Back from a month long vacation
in India, my monotonous workplace appeared bland and discolored. When
homesickness gripped me, the resolution I made for the New Year flew out
of the window. I usually never make resolutions, mostly because I am horrible
at following instructions, even my own.
We have a rule of carefully using
words while at home. As the little boy has an internal recording button always
on, he keeps using the same words as me, even the tone of speech. I want him to
be soft spoken and gentle, which is the exact opposite of me. Hence in order to
show by example, I have decided to reduce the intensity of violence and decibel
level. Going by neighborhood feedback, my voice can be heard two floors below mine;
hence the last month was peaceful for them in terms of noise pollution.
However, whenever we want to improve, there will be obstacles. Even Adam and Eve
had, right? It is when we say no to the snake that we emerge successful.
However snakes these days are not as straightforward as the snake from Eden
Garden. Today’s snakes are evil backstabbers. Even if you say no to the apple,
they will find ways to eradicate every other fruit so we have no choice.
Me, after two glasses of wine. Image Courtesy: Here |
Words like ‘stupid’ ‘idiot’ and ‘bloody
fool’ have been frequent in my vocabulary since school days. However, when one
becomes a parent, forgetting these are only one of the sacrifices one has to make.
To add insult to injury, I met (still meet on a daily basis) more idiots and
bloody fools at this stage than ever before. I am therefore left with the only
choice of clenching teeth in frustration. Being human that I am, one day I said
it and my little one said ‘What is ploody foo ?’. I pretended never to have
known that word ever, and said ‘what? Whaaat? Whaatttt? There is no such word’.
I know that it is not possible to unlearn any words. I am the bloody fool. I am
the mother who taught her kid abusive language. Thank you very much.

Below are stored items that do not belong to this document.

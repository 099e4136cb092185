//! Restaurant account service.
//!
//! Handles registration, credentials, profile edits and account removal for
//! restaurants. Removal deletes the whole menu tree in application code and
//! detaches the restaurant's orders inside one transaction.

use sea_orm::{DatabaseConnection, TransactionTrait};

use crate::server::{
    data::{order::OrderRepository, restaurant::RestaurantRepository},
    error::{auth::AuthError, AppError},
    model::restaurant::{
        CreateRestaurantParam, PaginatedRestaurants, Restaurant, SignUpRestaurantParam,
        UpdateRestaurantParam,
    },
    service::{
        menu::cascade::MenuTreeCascade,
        token::{AccountKind, TokenPair, TokenService, TokenType},
    },
    util::{
        pagination::total_pages,
        password::{hash_password, verify_password},
    },
};

pub struct RestaurantService<'a> {
    db: &'a DatabaseConnection,
}

impl<'a> RestaurantService<'a> {
    pub fn new(db: &'a DatabaseConnection) -> Self {
        Self { db }
    }

    /// Checks that no restaurant is registered with the email.
    ///
    /// # Returns
    /// - `Ok(())` - Email is free
    /// - `Err(AppError::Conflict)` - Email is already registered
    pub async fn check_email(&self, email: &str) -> Result<(), AppError> {
        if RestaurantRepository::new(self.db)
            .email_exists(email)
            .await?
        {
            return Err(AppError::Conflict(format!(
                "Email {} is already registered",
                email
            )));
        }

        Ok(())
    }

    /// Registers a restaurant, hashing the password before storage.
    ///
    /// # Returns
    /// - `Ok(Restaurant)` - The new account
    /// - `Err(AppError::Conflict)` - Email is already registered
    pub async fn sign_up(&self, param: SignUpRestaurantParam) -> Result<Restaurant, AppError> {
        self.check_email(&param.email).await?;

        let password_hash = hash_password(&param.password).await?;
        let restaurant = RestaurantRepository::new(self.db)
            .create(CreateRestaurantParam {
                email: param.email,
                password_hash,
                name: param.name,
                phone: param.phone,
                address: param.address,
                description: param.description,
            })
            .await
            .map_err(AppError::conflict_on_unique("Email is already registered"))?;

        tracing::info!("Restaurant {} signed up", restaurant.id);

        Ok(restaurant)
    }

    /// Verifies credentials and issues an access/refresh token pair.
    ///
    /// # Returns
    /// - `Ok(TokenPair)` - Credentials are valid
    /// - `Err(AuthError::UnknownEmail)` - No restaurant with this email (404)
    /// - `Err(AuthError::PasswordMismatch)` - Wrong password (401)
    pub async fn sign_in(
        &self,
        tokens: &TokenService,
        email: &str,
        password: &str,
    ) -> Result<TokenPair, AppError> {
        let Some(restaurant) = RestaurantRepository::new(self.db)
            .find_by_email(email)
            .await?
        else {
            return Err(AuthError::UnknownEmail(email.to_string()).into());
        };

        if !verify_password(password, &restaurant.password_hash).await? {
            return Err(AuthError::PasswordMismatch(email.to_string()).into());
        }

        tokens.issue_pair(AccountKind::Restaurant, &restaurant.email)
    }

    /// Issues a new access token for a restaurant already resolved from a refresh token.
    pub fn refresh(
        &self,
        tokens: &TokenService,
        restaurant: &Restaurant,
    ) -> Result<String, AppError> {
        tokens.issue(AccountKind::Restaurant, TokenType::Access, &restaurant.email)
    }

    /// Confirms the password of an authenticated restaurant.
    ///
    /// # Returns
    /// - `Ok(())` - Password matches
    /// - `Err(AuthError::PasswordMismatch)` - Password does not match (401)
    pub async fn check_password(
        &self,
        restaurant: &Restaurant,
        password: &str,
    ) -> Result<(), AppError> {
        if !verify_password(password, &restaurant.password_hash).await? {
            return Err(AuthError::PasswordMismatch(restaurant.email.clone()).into());
        }

        Ok(())
    }

    pub async fn edit_password(&self, restaurant_id: i32, password: &str) -> Result<(), AppError> {
        let password_hash = hash_password(password).await?;
        RestaurantRepository::new(self.db)
            .update(UpdateRestaurantParam::password_hash(
                restaurant_id,
                password_hash,
            ))
            .await?;

        tracing::info!("Restaurant {} changed password", restaurant_id);

        Ok(())
    }

    /// Applies a partial profile or address update.
    pub async fn edit(&self, param: UpdateRestaurantParam) -> Result<Restaurant, AppError> {
        let restaurant = RestaurantRepository::new(self.db).update(param).await?;

        Ok(restaurant)
    }

    /// Gets a page of the restaurant directory.
    pub async fn get_paginated(
        &self,
        page: u64,
        per_page: u64,
    ) -> Result<PaginatedRestaurants, AppError> {
        let (restaurants, total) = RestaurantRepository::new(self.db)
            .get_paginated(page, per_page)
            .await?;

        Ok(PaginatedRestaurants {
            restaurants,
            total,
            page,
            per_page,
            total_pages: total_pages(total, per_page),
        })
    }

    /// Removes a restaurant account.
    ///
    /// Deletes categories, menus, groups and options bottom-up, clears the
    /// restaurant reference on its orders, then deletes the restaurant. Runs
    /// in a single transaction; on failure nothing is removed.
    pub async fn leave(&self, restaurant_id: i32) -> Result<(), AppError> {
        let txn = self.db.begin().await?;

        MenuTreeCascade::new(&txn)
            .remove_restaurant_menu(restaurant_id)
            .await?;
        OrderRepository::new(&txn)
            .detach_restaurant(restaurant_id)
            .await?;
        RestaurantRepository::new(&txn).delete(restaurant_id).await?;

        txn.commit().await?;

        tracing::info!("Restaurant {} left", restaurant_id);

        Ok(())
    }
}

In India, there is no way one can
live to meet such resolutions. With demonetization in place, every retailer,
auto driver, bus conductor will bring out the demon in you. Auto drivers are the
worst. When I ask balance to these guys they look at me as if I asked them
loan. Arrey, I gave you what your meter showed in red digital numerals, now
please give me what is rightfully mine. My money did not fall down from the sky, it was
hard-earned by saying yes sir, okay sir (without clenching teeth of course,
never never) all year. One auto driver had the audacity to say, ‘Madam, people
like you should not even ask for four rupees to a person like me’. From which
angle did I look like Nita Ambani to him, I’ll never know. I replied ‘What is
four rupees to you, so it is to me’. He laughed. I didn't. That infuriated him
further. So now I have to laugh when he laughs? Get ready to have your
patience tested my friends. Little boy was watching me speak argumentatively to
a driver. This was not going to be an easy resolution. It needed and needs me
to change as a person from the inside. This is impossible, as I am set in my
ways, and I am not the Dalai Lama types. I am more like Kung Fu Panda. Inner
Peace, here I come. Dishoom, dishoom.
Still I am going to try. Whenever
I hold the door open for the person behind me, say ‘Thank You’ when I don’t have
to, smile, be kind, I am shaping a human. I have to be aware every second, be
conscious, and remember that the tiny human cctv is following me everywhere including
trial room. What can be more frightening than this? God is watching too.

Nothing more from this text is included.